While the global pandemic has devastated many people’s lives and livelihoods in the past year, Covid-19 has proved to be no match for the power of the mammoth multi-national companies such as Apple, Amazon, Microsoft and Facebook, which have instead seen their profits soar.

We simply can’t get enough of the latest tech – and with lockdowns and travel restrictions forcing everything online, that’s unlikely to change any time soon.

But are we just being suckered into a cycle of unnecessary upgrades? From fast fashion to kitchen appliances, to state-of-the-art phones, the secret to success in business is to convince people to keep buying from you, again and again.

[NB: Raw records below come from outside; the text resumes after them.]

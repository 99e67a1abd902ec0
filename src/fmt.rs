//! Logging shims that forward to `defmt` when the `defmt` feature is enabled
//! and expand to nothing otherwise.
#![allow(unused_macros)]

macro_rules! debug {
  ($($arg:tt)*) => {{
    #[cfg(feature = "defmt")]
    ::defmt::debug!($($arg)*);
  }};
}

macro_rules! warning {
  ($($arg:tt)*) => {{
    #[cfg(feature = "defmt")]
    ::defmt::warn!($($arg)*);
  }};
}

pub(crate) use debug;
pub(crate) use warning;
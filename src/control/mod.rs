use embedded_hal_async::delay::DelayNs;
use embedded_hal_async::i2c::{I2c, SevenBitAddress};

use crate::fmt::{debug, warning};
use crate::{As7341, Error, Gain, Reg, CHIP_ID};

mod bank;
mod enable;
mod led;

pub use bank::RegisterBank;
use enable::Enable;

/// What this driver instance last wrote to or read back from the device.
///
/// Fields are updated only after the corresponding transfer succeeded. Values the
/// driver has never written or read back are `None`; the physical device keeps
/// its own register contents regardless of this mirror.
#[derive(Debug, Clone, Copy, PartialEq, Eq, Default)]
#[cfg_attr(feature = "defmt", derive(defmt::Format))]
pub struct DeviceState {
  pub power_on: bool,
  pub spectral_enabled: bool,
  pub smux_enabled: bool,
  pub flicker_detection: bool,
  pub bank: RegisterBank,
  pub gain: Option<Gain>,
  pub atime: Option<u8>,
  pub astep: Option<u16>,
}

impl DeviceState {
  pub(crate) fn sync_enable(&mut self, enable: Enable) {
    self.power_on = enable.pon();
    self.spectral_enabled = enable.sp_en();
    self.smux_enabled = enable.smuxen();
    self.flicker_detection = enable.fden();
  }
}

impl<I, E, D> As7341<I, D>
where
  I: I2c<SevenBitAddress, Error = E>,
  D: DelayNs,
{
  /// Verify the chip identifier and power the device on.
  ///
  /// Returns `Ok(false)` when `ID[7:2]` does not match the AS7341, meaning a
  /// different or absent device answered; power is left untouched in that
  /// case. Bus failures are reported as [`Error::I2c`].
  pub async fn initialize(&mut self) -> Result<bool, Error<E>> {
    let id = self.chip_id().await?;
    if id != CHIP_ID {
      warning!("AS7341: unexpected chip id {=u8:#x}", id);
      return Ok(false);
    }

    self.set_power(true).await?;
    debug!("AS7341: powered on at {=u8:#x}", self.address);
    Ok(true)
  }

  /// Part identifier, `ID[7:2]`.
  pub async fn chip_id(&mut self) -> Result<u8, Error<E>> {
    Ok(self.read_u8(Reg::Id).await? >> 2)
  }

  /// Silicon revision, `REVID[2:0]`.
  pub async fn revision(&mut self) -> Result<u8, Error<E>> {
    Ok(self.read_u8(Reg::RevId).await? & 0b111)
  }
}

That means either selling things that won’t last for long or bringing out new, irresistible products on a regular basis.

Advertising is key to this as people will spend big money if you make them believe something will have a positive impact on them – perhaps a new food that will make them healthier or happier, an outfit that will make them slimmer or trendier, or tech that will make their life easier or more exciting.

Even if you know it sounds too good to be true, it can be hard to resist.

Beauty products are my personal downfall. It doesn’t matter how many times a face cream fails to rid me of my wrinkles, a new shampoo neglects to add the expected shine to my tresses or a concealer resolutely refuses to hide the dark bags beneath my eyes, there’s a little voice at the back of my mind that insists that maybe, just maybe, the next one will be ‘the one’. The one that will actually work. Might as well try it. What have I got to lose?

The answer is: quite a bit actually. Money that I can’t really afford. Trust. Hope. Self-respect. And let’s not forget space, since all these half-used and abandoned products have to go somewhere (and they’re far too pricey to simply throw away).

Then there are the beauty gadgets that might possibly do the job they promise, but the sustained time and effort required to reap those results is too onerous for me to find out for sure. Step forward hair removal laser. One day, when I’m 83, I might finally have enough time on my hands to put you to good use. I am sure it will be worth the wait.

But deep down I know that even if all this stuff did work, it wouldn’t make any real difference to me. I’d still be living the same life, albeit I’d be looking a bit more awesome while I did it. I wouldn’t be any more contented or care-free than I already am. Those who love me wouldn’t love me any better.

Because it’s true what they say: money can’t buy happiness. (That said, if there’s a product out there that really WILL make me look awesome, please send it my way. Just, you know, for research purposes.)